**PROBLEM STATEMENT**
In the listing beneath this line, copy exactly the lines starting with the one containing "pub fn compute_checksum(&self)" and going on through the one containing "let values = self.fields().into_iter().chain([self.checksum]);".

**DATA EXTRACT**
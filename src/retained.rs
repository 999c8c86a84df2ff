// retained.rs
//
// Counters kept in RTC memory across deep sleep

use crc::{Crc, CRC_32_ISCSI};

use crate::*;

const NUM_FIELDS: usize = 10;
pub const RETAINED_SIZE: usize = NUM_FIELDS * 4;

const CASTAGNOLI: Crc<u32> = Crc::<u32>::new(&CRC_32_ISCSI);

/// Block persisted in retention memory.
///
/// The image is ten little-endian `u32` in field order with the checksum
/// last. It is validated against the checksum at boot and written back only
/// right before deep sleep, so updates made during an awake cycle that ends
/// in a reset are simply lost.
#[derive(Clone, Debug, PartialEq, Eq)]
pub struct RetainedState {
    /// Active seconds of all previous boots since power-on.
    pub active_time_sum_sec: u32,
    /// Deep sleep seconds since power-on.
    pub deep_sleep_time_sum_sec: u32,
    /// Active time sum at which the last deep sleep started.
    pub deep_sleep_start_sec: u32,

    pub last_sensor_read_sec: u32,
    pub last_publish_sec: u32,

    pub conn_error_count: u32,
    pub send_count: u32,
    pub send_error_count: u32,

    /// Part of an oversized sleep request still to be slept.
    pub deep_sleep_time_rest_sec: u32,

    pub checksum: u32,
}

impl Default for RetainedState {
    fn default() -> Self {
        let mut state = Self {
            active_time_sum_sec: 0,
            deep_sleep_time_sum_sec: 0,
            deep_sleep_start_sec: 0,
            last_sensor_read_sec: 0,
            last_publish_sec: 0,
            conn_error_count: 0,
            send_count: 0,
            send_error_count: 0,
            deep_sleep_time_rest_sec: 0,
            checksum: 0,
        };
        state.update_checksum();
        state
    }
}

impl RetainedState {
    fn fields(&self) -> [u32; NUM_FIELDS - 1] {
        [
            self.active_time_sum_sec,
            self.deep_sleep_time_sum_sec,
            self.deep_sleep_start_sec,
            self.last_sensor_read_sec,
            self.last_publish_sec,
            self.conn_error_count,
            self.send_count,
            self.send_error_count,
            self.deep_sleep_time_rest_sec,
        ]
    }

    /// CRC-32C folded over every field except the checksum, in field order.
    pub fn compute_checksum(&self) -> u32 {
        let mut digest = CASTAGNOLI.digest();
        for value in self.fields() {
            digest.update(&value.to_le_bytes());
        }
        digest.finalize()
    }

    pub fn update_checksum(&mut self) {
        self.checksum = self.compute_checksum();
    }

    pub fn is_valid(&self) -> bool {
        self.compute_checksum() == self.checksum
    }

    pub fn to_bytes(&self) -> [u8; RETAINED_SIZE] {
        let mut buf = [0u8; RETAINED_SIZE];
        let values = self.fields().into_iter().chain([self.checksum]);
        for (chunk, value) in buf.chunks_exact_mut(4).zip(values) {
            chunk.copy_from_slice(&value.to_le_bytes());
        }
        buf
    }

    /// Decodes an image without validating it.
    pub fn from_bytes(buf: &[u8; RETAINED_SIZE]) -> Self {
        let mut v = [0u32; NUM_FIELDS];
        for (value, chunk) in v.iter_mut().zip(buf.chunks_exact(4)) {
            *value = u32::from_le_bytes([chunk[0], chunk[1], chunk[2], chunk[3]]);
        }
        Self {
            active_time_sum_sec: v[0],
            deep_sleep_time_sum_sec: v[1],
            deep_sleep_start_sec: v[2],
            last_sensor_read_sec: v[3],
            last_publish_sec: v[4],
            conn_error_count: v[5],
            send_count: v[6],
            send_error_count: v[7],
            deep_sleep_time_rest_sec: v[8],
            checksum: v[9],
        }
    }

    /// Reads the block from retention memory. Anything that fails the
    /// checksum (first power-on, corruption) yields the defaults.
    pub fn load<M: RetentionMemory + ?Sized>(memory: &mut M) -> Self {
        let mut buf = [0u8; RETAINED_SIZE];
        memory.read(&mut buf);
        let candidate = Self::from_bytes(&buf);
        if candidate.is_valid() {
            info!("RtcData read: {candidate:?}");
            candidate
        } else {
            info!("RtcData invalid (power on?)");
            Self::default()
        }
    }

    /// Seals the block with a fresh checksum and writes it out.
    pub fn persist<M: RetentionMemory + ?Sized>(&mut self, memory: &mut M) -> anyhow::Result<()> {
        self.update_checksum();
        memory.write(&self.to_bytes())
    }
}

// EOF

**REPLY**
    pub fn compute_checksum(&self) -> u32 {
        let mut digest = CASTAGNOLI.digest();
        for value in self.fields() {
            digest.update(&value.to_le_bytes());
        }
        digest.finalize()
    }

    pub fn update_checksum(&mut self) {
        self.checksum = self.compute_checksum();
    }

    pub fn is_valid(&self) -> bool {
        self.compute_checksum() == self.checksum
    }

    pub fn to_bytes(&self) -> [u8; RETAINED_SIZE] {
        let mut buf = [0u8; RETAINED_SIZE];
        let values = self.fields().into_iter().chain([self.checksum]);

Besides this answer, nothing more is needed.